▸ **What to do**: The lines you return should be those containing the string "TensorRef", taken from the data below.

Start of Records shown

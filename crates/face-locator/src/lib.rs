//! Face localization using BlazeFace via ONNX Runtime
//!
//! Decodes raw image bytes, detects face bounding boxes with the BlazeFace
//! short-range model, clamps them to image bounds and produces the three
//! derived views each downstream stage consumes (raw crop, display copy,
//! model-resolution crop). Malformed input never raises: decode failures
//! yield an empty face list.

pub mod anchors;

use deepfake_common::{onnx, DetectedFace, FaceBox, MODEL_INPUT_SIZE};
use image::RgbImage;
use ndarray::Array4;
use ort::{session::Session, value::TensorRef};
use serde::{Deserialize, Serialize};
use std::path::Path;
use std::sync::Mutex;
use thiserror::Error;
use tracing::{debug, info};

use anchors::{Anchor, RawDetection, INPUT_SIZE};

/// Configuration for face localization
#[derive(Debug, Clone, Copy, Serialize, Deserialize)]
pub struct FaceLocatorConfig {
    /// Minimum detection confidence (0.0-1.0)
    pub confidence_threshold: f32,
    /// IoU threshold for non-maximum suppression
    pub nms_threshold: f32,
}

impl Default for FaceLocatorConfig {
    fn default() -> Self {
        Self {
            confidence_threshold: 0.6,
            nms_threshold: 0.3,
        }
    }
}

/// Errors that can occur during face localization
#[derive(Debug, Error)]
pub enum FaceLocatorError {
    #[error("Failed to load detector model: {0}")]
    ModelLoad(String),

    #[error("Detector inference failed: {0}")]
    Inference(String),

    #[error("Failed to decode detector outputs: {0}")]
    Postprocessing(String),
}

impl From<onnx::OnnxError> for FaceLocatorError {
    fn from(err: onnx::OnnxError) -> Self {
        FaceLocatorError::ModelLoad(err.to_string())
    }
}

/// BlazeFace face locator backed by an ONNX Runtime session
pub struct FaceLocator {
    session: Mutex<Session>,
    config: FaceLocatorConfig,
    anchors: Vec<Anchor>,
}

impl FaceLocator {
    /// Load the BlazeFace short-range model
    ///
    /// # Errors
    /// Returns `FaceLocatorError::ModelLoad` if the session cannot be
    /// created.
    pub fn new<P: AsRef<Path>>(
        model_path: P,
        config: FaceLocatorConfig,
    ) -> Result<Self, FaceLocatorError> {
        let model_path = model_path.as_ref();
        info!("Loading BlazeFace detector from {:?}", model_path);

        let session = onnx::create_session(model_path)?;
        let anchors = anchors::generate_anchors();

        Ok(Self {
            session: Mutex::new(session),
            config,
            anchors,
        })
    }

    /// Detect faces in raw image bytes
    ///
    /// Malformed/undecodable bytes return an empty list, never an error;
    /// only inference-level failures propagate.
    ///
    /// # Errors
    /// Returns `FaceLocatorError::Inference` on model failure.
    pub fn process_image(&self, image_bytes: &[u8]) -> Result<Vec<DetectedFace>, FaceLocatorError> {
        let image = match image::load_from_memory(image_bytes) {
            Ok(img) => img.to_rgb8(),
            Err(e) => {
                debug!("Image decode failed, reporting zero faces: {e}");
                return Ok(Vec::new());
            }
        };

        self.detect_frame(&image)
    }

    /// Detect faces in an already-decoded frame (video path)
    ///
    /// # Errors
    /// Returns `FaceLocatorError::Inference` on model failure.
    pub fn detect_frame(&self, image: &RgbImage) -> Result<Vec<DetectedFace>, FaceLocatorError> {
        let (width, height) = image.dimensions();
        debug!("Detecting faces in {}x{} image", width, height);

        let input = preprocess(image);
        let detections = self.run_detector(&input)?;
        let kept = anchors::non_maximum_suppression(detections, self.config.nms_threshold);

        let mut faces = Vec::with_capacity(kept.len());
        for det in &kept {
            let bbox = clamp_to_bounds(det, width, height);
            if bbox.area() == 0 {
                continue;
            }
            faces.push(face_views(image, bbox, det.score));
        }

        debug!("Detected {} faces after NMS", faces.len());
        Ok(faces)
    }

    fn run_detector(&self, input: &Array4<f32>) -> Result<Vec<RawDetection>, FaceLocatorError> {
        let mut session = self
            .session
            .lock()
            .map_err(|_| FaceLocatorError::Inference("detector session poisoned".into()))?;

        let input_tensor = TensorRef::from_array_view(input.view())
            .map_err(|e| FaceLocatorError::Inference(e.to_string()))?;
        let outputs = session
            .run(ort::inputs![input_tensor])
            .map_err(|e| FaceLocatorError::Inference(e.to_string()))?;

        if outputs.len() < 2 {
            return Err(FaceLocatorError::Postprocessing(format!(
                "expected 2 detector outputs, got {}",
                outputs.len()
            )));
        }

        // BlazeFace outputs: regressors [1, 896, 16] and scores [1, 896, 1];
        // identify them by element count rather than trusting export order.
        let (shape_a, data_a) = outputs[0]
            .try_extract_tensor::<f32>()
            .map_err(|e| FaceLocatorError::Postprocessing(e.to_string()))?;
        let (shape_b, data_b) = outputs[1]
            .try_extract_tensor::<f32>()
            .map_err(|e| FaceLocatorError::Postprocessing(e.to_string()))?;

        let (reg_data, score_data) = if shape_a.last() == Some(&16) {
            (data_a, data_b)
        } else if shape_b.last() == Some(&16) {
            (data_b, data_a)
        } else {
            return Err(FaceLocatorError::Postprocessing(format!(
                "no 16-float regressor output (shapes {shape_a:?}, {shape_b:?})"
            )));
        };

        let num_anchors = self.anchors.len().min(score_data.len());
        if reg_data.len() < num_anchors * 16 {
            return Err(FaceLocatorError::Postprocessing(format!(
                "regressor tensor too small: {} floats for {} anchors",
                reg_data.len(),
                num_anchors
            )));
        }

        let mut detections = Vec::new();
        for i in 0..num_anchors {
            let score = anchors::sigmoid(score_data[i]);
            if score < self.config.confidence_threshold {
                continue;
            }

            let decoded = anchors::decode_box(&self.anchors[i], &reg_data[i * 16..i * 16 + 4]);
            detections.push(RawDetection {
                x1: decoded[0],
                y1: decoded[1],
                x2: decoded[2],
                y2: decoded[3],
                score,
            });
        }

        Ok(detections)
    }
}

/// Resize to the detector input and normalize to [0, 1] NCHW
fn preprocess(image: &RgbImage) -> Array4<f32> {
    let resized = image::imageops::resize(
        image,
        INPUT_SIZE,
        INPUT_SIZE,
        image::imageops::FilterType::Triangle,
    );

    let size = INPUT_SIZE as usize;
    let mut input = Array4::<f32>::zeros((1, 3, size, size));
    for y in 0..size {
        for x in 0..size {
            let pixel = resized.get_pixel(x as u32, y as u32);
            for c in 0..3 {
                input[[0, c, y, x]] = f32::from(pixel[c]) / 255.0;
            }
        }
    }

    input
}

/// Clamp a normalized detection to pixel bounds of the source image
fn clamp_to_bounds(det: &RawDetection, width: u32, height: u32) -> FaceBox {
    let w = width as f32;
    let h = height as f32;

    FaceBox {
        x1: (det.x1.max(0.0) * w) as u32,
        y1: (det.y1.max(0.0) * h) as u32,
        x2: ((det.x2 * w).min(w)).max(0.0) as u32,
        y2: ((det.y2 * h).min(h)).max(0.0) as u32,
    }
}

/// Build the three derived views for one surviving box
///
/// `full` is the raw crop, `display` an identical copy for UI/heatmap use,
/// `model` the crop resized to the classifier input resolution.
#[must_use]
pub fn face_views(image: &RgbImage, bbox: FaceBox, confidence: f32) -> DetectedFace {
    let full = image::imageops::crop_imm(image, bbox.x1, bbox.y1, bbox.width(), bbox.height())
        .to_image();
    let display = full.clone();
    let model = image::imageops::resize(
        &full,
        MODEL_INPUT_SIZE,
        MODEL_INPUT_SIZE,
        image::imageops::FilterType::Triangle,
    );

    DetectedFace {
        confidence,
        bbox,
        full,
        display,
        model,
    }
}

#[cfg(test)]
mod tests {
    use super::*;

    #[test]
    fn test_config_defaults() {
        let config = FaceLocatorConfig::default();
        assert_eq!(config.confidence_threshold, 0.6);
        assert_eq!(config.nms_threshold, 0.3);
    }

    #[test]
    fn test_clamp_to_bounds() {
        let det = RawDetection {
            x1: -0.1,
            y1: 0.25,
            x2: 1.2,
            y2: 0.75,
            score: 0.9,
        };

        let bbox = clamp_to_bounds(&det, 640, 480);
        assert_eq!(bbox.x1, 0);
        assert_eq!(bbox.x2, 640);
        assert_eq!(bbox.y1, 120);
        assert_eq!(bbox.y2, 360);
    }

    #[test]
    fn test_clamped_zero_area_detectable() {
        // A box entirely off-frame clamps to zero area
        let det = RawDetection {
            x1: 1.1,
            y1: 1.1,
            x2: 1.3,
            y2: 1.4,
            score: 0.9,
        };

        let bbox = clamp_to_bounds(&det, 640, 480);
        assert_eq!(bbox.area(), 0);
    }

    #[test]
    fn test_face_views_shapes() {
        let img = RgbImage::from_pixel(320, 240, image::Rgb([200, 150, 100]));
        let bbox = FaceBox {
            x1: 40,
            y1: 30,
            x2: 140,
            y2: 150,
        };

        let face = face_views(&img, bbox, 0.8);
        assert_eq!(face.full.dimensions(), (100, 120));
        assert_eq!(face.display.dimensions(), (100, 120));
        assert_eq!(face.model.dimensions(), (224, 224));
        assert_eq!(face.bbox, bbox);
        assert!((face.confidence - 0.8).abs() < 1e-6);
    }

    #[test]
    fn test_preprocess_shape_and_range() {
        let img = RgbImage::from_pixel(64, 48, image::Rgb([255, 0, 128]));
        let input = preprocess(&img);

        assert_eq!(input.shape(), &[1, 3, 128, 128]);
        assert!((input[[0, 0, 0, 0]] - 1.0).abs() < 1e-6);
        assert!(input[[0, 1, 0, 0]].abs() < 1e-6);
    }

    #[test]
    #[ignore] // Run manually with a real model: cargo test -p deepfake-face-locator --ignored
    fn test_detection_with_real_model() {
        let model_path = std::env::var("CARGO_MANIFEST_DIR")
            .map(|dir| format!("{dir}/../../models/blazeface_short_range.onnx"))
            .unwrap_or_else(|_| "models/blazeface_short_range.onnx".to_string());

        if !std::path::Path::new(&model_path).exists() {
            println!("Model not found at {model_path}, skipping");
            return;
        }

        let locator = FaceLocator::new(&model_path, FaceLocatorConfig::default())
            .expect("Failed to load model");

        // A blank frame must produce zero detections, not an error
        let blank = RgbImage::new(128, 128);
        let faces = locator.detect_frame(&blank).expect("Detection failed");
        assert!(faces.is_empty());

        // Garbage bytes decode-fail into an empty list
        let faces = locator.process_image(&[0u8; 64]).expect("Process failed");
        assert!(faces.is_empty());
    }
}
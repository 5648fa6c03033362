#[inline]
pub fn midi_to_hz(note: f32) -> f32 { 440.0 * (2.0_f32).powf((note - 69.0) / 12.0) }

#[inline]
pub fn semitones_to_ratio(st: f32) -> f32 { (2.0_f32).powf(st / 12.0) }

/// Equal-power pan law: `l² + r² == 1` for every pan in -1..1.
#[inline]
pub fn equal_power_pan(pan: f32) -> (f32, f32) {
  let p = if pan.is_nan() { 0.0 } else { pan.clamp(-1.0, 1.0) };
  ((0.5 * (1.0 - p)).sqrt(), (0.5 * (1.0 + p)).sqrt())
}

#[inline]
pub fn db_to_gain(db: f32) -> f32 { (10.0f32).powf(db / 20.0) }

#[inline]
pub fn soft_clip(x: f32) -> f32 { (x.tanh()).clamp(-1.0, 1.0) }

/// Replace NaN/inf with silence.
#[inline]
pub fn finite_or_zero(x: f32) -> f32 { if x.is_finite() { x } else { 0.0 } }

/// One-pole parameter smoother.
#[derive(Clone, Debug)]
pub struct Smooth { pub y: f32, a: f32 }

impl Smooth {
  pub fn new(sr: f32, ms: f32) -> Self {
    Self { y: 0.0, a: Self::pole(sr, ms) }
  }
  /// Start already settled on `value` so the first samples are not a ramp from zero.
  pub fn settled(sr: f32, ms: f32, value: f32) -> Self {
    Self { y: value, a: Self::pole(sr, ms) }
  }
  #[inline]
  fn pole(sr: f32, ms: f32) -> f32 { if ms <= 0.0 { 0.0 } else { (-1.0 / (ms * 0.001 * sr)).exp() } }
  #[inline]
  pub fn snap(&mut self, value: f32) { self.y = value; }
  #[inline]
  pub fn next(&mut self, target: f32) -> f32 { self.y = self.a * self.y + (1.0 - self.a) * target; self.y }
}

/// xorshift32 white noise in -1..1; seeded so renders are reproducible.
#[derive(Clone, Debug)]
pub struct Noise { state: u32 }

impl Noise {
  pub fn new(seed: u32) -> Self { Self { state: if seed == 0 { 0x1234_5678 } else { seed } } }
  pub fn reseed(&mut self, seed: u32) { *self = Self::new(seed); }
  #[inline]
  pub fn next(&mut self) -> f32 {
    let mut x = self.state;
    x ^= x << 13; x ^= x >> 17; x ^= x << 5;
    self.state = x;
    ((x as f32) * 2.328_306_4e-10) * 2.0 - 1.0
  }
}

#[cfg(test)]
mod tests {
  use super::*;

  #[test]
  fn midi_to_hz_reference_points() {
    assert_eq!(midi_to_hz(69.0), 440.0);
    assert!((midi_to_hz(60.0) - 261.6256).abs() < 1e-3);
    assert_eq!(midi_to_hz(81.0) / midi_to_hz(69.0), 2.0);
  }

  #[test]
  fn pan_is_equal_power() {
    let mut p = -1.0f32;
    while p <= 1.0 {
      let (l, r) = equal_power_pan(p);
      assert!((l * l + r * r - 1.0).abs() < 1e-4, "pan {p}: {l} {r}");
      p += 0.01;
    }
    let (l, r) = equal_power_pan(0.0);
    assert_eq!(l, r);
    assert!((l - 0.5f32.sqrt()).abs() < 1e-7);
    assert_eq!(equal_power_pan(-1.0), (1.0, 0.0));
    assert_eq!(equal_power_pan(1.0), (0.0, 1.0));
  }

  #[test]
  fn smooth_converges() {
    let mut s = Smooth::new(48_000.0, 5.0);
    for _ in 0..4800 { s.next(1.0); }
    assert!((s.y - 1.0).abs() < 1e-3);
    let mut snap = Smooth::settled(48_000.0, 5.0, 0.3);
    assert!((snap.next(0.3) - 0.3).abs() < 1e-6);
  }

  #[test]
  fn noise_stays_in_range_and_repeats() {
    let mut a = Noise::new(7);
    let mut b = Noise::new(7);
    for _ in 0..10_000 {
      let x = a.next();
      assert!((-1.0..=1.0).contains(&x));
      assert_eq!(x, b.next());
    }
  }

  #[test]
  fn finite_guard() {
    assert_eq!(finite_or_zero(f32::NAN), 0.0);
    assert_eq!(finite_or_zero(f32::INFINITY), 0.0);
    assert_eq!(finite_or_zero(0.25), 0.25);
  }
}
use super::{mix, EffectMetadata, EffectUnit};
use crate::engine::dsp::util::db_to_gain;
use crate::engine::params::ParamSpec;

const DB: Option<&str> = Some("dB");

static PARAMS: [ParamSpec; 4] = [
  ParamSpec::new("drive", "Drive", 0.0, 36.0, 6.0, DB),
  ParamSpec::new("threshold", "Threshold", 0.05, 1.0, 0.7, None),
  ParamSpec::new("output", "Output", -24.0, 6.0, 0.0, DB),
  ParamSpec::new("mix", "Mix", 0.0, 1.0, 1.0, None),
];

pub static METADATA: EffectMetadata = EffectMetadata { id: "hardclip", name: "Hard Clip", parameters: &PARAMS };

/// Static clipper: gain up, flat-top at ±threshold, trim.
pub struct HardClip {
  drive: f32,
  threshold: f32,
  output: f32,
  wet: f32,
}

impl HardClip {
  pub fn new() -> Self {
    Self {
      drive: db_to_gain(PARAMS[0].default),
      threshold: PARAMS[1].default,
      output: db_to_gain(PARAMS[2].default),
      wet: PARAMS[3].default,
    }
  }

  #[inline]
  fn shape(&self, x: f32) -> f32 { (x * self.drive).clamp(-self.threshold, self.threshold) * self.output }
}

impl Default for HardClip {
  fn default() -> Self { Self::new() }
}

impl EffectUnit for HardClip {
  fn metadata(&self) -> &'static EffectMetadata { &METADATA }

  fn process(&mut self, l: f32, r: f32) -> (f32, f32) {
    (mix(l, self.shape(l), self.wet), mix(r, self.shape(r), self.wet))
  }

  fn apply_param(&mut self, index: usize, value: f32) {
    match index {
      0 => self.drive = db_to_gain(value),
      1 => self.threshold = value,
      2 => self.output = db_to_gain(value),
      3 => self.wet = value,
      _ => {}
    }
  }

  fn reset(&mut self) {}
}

End of Records shown

▸ **Answer for this exercise**:
use ort::{session::Session, value::TensorRef};
        let input_tensor = TensorRef::from_array_view(input.view())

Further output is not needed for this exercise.